Conclusion: Ambulance transport with pre-hospital notification and time of day are associated with shorter DTN time on a national level. Most thrombolysis was delivered outside of normal working hours but these patients are more likely to experience treatment delays. Re-organization of stroke services at a whole system level with emphasis on pre-hospital care and design of stroke teams are required to improve quality and equitable care in AIS nationally.
Reperfusion with intravenous tissue plasminogen activator (iv-tPA) and/or endovascular thrombectomy improves probability of better outcome following acute ischemic stroke (AIS) (1, 2). Patient and systemic factors mean that only a proportion of AIS patients receive thrombolytic treatment (3, 4). The impact of reperfusion is time dependent (5). Guidelines encourage iv-tPA treatment within a 60 min door-to-needle (DTN) time after hospital arrival (6, 7).
Worldwide DTN time is not uniform. Some centers report dramatic reductions in DTN time after service re-organization (8). Elsewhere, improvement in DTN times have been more variable despite dedicated improvement programs (9).
Registries have reported clinical factors associated with DTN time including age, stroke severity, and previous medical history, while hospital factors include hospital size, annual number of thrombolysis cases, and academic status (7, 10). While stroke registries have been associated with improvement in quality of stroke care (11, 12), voluntary stroke registries can be associated with selection bias or may not necessarily reflect nationwide performance. National data on DTN times including both high and low volume centers are limited (13). A key performance index of acute stroke services mandates country-wide assessment of healthcare provision.
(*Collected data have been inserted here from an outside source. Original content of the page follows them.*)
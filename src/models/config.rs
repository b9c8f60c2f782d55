//! Application configuration structures.

use std::collections::HashSet;
use std::fs;
use std::path::Path;

use regex::Regex;
use serde::{Deserialize, Serialize};
use url::Url;

use crate::error::{AppError, Result};
use crate::models::Mapping;

/// Environment variable holding the Wikidata OAuth access token.
pub const ACCESS_TOKEN_ENV: &str = "WIKIDATA_ACCESS_TOKEN";

/// Root application configuration.
#[derive(Debug, Clone, Serialize, Deserialize)]
pub struct Config {
    /// Repology feed settings
    #[serde(default)]
    pub repology: RepologyConfig,

    /// Wikidata API settings
    #[serde(default)]
    pub wikidata: WikidataConfig,

    /// Reconciliation axes, in reporting order
    #[serde(default = "crate::models::default_mappings")]
    pub mappings: Vec<Mapping>,
}

impl Config {
    /// Load configuration from a TOML file.
    pub fn load(path: impl AsRef<Path>) -> Result<Self> {
        let content = fs::read_to_string(path)?;
        Ok(toml::from_str(&content)?)
    }

    /// Load configuration or return default if loading fails.
    pub fn load_or_default(path: impl AsRef<Path>) -> Self {
        Self::load(&path).unwrap_or_else(|e| {
            log::warn!(
                "Config load failed from {:?}: {}. Using defaults.",
                path.as_ref(),
                e
            );
            Self::default()
        })
    }

    /// Fill secrets missing from the file with environment values.
    pub fn apply_env(&mut self) {
        if self.wikidata.access_token.is_none() {
            self.wikidata.access_token = std::env::var(ACCESS_TOKEN_ENV)
                .ok()
                .filter(|token| !token.trim().is_empty());
        }
    }

    /// Override every mapping's threshold.
    pub fn set_max_entries(&mut self, max_entries: usize) {
        for mapping in &mut self.mappings {
            mapping.max_entries = max_entries;
        }
    }

    /// Validate configuration values for basic sanity.
    pub fn validate(&self) -> Result<()> {
        if self.repology.user_agent.trim().is_empty() {
            return Err(AppError::config("repology.user_agent is empty"));
        }
        if self.wikidata.user_agent.trim().is_empty() {
            return Err(AppError::config("wikidata.user_agent is empty"));
        }
        if self.repology.timeout_secs == 0 || self.wikidata.timeout_secs == 0 {
            return Err(AppError::config("timeout_secs must be > 0"));
        }
        Url::parse(&self.repology.api_url)?;
        Url::parse(&self.wikidata.api_url)?;
        if !self.repology.api_url.ends_with('/') {
            return Err(AppError::config("repology.api_url must end with a slash"));
        }
        if self.repology.link_repo.trim().is_empty() {
            return Err(AppError::config("repology.link_repo is empty"));
        }
        if self.mappings.is_empty() {
            return Err(AppError::config("No mappings defined"));
        }

        let prop_re = Regex::new(r"^P[1-9][0-9]*$")
            .map_err(|e| AppError::config(format!("property pattern: {e}")))?;
        let mut seen = HashSet::new();

        for mapping in &self.mappings {
            let label = format!("mapping {} ({})", mapping.repo, mapping.prop);
            if mapping.repo.trim().is_empty() || mapping.field.trim().is_empty() {
                return Err(AppError::config(format!("{label}: empty repo or field")));
            }
            if !prop_re.is_match(&mapping.prop) {
                return Err(AppError::config(format!("{label}: invalid property id")));
            }
            if mapping.max_entries == 0 {
                return Err(AppError::config(format!("{label}: zero max_entries")));
            }
            if !mapping.url.contains("{}")
                || mapping.hist_urls.iter().any(|url| !url.contains("{}"))
            {
                return Err(AppError::config(format!(
                    "{label}: URL templates need a {{}} placeholder"
                )));
            }
            if !seen.insert((mapping.repo.as_str(), mapping.prop.as_str())) {
                return Err(AppError::config(format!("{label}: duplicate mapping")));
            }
        }
        Ok(())
    }
}

impl Default for Config {
    fn default() -> Self {
        Self {
            repology: RepologyConfig::default(),
            wikidata: WikidataConfig::default(),
            mappings: crate::models::default_mappings(),
        }
    }
}

/// Repology project feed settings.
#[derive(Debug, Clone, Serialize, Deserialize)]
pub struct RepologyConfig {
    /// Projects API endpoint, must end with a slash
    #[serde(default = "defaults::repology_api_url")]
    pub api_url: String,

    /// User-Agent header for HTTP requests
    #[serde(default = "defaults::user_agent")]
    pub user_agent: String,

    /// Request timeout in seconds
    #[serde(default = "defaults::timeout")]
    pub timeout_secs: u64,

    /// Repository whose package names are Wikidata item ids
    #[serde(default = "defaults::link_repo")]
    pub link_repo: String,
}

impl Default for RepologyConfig {
    fn default() -> Self {
        Self {
            api_url: defaults::repology_api_url(),
            user_agent: defaults::user_agent(),
            timeout_secs: defaults::timeout(),
            link_repo: defaults::link_repo(),
        }
    }
}

/// Wikidata API settings.
#[derive(Debug, Clone, Serialize, Deserialize)]
pub struct WikidataConfig {
    /// MediaWiki action API endpoint
    #[serde(default = "defaults::wikidata_api_url")]
    pub api_url: String,

    /// User-Agent header for HTTP requests
    #[serde(default = "defaults::user_agent")]
    pub user_agent: String,

    /// Request timeout in seconds
    #[serde(default = "defaults::timeout")]
    pub timeout_secs: u64,

    /// Summary attached to every edit
    #[serde(default = "defaults::edit_summary")]
    pub edit_summary: String,

    /// OAuth access token used for edits
    #[serde(default, skip_serializing)]
    pub access_token: Option<String>,
}

impl Default for WikidataConfig {
    fn default() -> Self {
        Self {
            api_url: defaults::wikidata_api_url(),
            user_agent: defaults::user_agent(),
            timeout_secs: defaults::timeout(),
            edit_summary: defaults::edit_summary(),
            access_token: None,
        }
    }
}

mod defaults {
    pub fn repology_api_url() -> String {
        "https://repology.org/api/v1/projects/".into()
    }
    pub fn wikidata_api_url() -> String {
        "https://www.wikidata.org/w/api.php".into()
    }
    pub fn user_agent() -> String {
        concat!("repology-wikidata-bot/", env!("CARGO_PKG_VERSION")).into()
    }
    pub fn timeout() -> u64 {
        60
    }
    pub fn link_repo() -> String {
        "wikidata".into()
    }
    pub fn edit_summary() -> String {
        "adding package information from Repology".into()
    }
}

#[cfg(test)]
mod tests {
    use super::*;

    #[test]
    fn validate_default_config_ok() {
        assert!(Config::default().validate().is_ok());
    }

    #[test]
    fn validate_rejects_bad_property() {
        let mut config = Config::default();
        config.mappings[0].prop = "Q5".to_string();
        assert!(matches!(config.validate(), Err(AppError::Config(_))));
    }

    #[test]
    fn validate_rejects_template_without_placeholder() {
        let mut config = Config::default();
        config.mappings[0].hist_urls.push("https://example.com/".to_string());
        assert!(config.validate().is_err());
    }

    #[test]
    fn validate_rejects_duplicate_mapping() {
        let mut config = Config::default();
        let first = config.mappings[0].clone();
        config.mappings.push(first);
        assert!(config.validate().is_err());
    }

    #[test]
    fn validate_rejects_api_url_without_slash() {
        let mut config = Config::default();
        config.repology.api_url = "https://repology.org/api/v1/projects".to_string();
        assert!(config.validate().is_err());
    }

    #[test]
    fn validate_rejects_malformed_api_url() {
        let mut config = Config::default();
        config.wikidata.api_url = "not a url".to_string();
        assert!(matches!(config.validate(), Err(AppError::Url(_))));
    }

    #[test]
    fn parse_partial_file_uses_defaults() {
        let config: Config = toml::from_str(
            r#"
            [repology]
            link_repo = "wikidata"

            [[mappings]]
            repo = "gentoo"
            prop = "P3499"
            url = "https://packages.gentoo.org/packages/{}"
            "#,
        )
        .unwrap();

        assert_eq!(config.mappings.len(), 1);
        assert_eq!(
            config.repology.api_url,
            "https://repology.org/api/v1/projects/"
        );
        assert_eq!(config.mappings[0].max_entries, 50);
        assert!(config.validate().is_ok());
    }

    #[test]
    fn set_max_entries_overrides_all_mappings() {
        let mut config = Config::default();
        config.set_max_entries(5);
        assert!(config.mappings.iter().all(|m| m.max_entries == 5));
    }

    #[test]
    fn load_or_default_falls_back() {
        let config = Config::load_or_default("/nonexistent/config.toml");
        assert_eq!(config.mappings, crate::models::default_mappings());
    }
}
The components of the clinical team providing stroke care vary within the week. Dedicated stroke nurses and senior medical staff are routine in normal working hours within UK hospitals but smaller teams with less experience can be tasked with providing iv-tPA outside “office” hours. The impact of varying clinical team make-up and different hospital sites on stroke treatment is unclear.
We performed a country-wide analysis of AIS patients over 4 years in Northern Ireland to measure delays, benchmark DTN time against international recommendations and explore factors influencing DTN times.
Materials and Methods
The study was conducted in Northern Ireland, population 1.86 million with a geographical area of 14,130 km2 served by seven lysing stroke centers. All patients who were treated with iv-tPA over four consecutive years from January 1, 2013 to December 31, 2016 were identified from prospective audit logs at each hospital providing acute stroke services. Medical notes and imaging databases were examined retrospectively. Data recorded included age, sex, date of onset of AIS, time of AIS symptom onset (or if not available, time when patient was last known to be well), time/method of arrival at hospital, use of pre-hospital notification, clinical stroke risk factors, and co-morbidities, stroke severity measured using the National Institute for Health Stroke Scale (NIHSS), imaging time and modality, time of administration of iv-tPA, and recording of documented reasons for delay (e.g., clinical fluctuation/diagnostic uncertainty/blood pressure > 185/110 mmHg). Where AIS occurred in someone who was already a hospital inpatient, arrival time was considered to be the same as symptom onset time. An out-of-hours admission was defined as any hospital admission which occurred outside of 09:00–17:00 on Mondays to Fridays, including public holidays. ICD10 codes for number of stroke admissions (ICD10 codes I63-I64) per hospital per year of study were obtained from the department of health. Ethical permission was provided from each stroke center for the study, which was classified as a regional quality improvement audit. As such the Trusts in Northern Ireland waived the need for written informed consent.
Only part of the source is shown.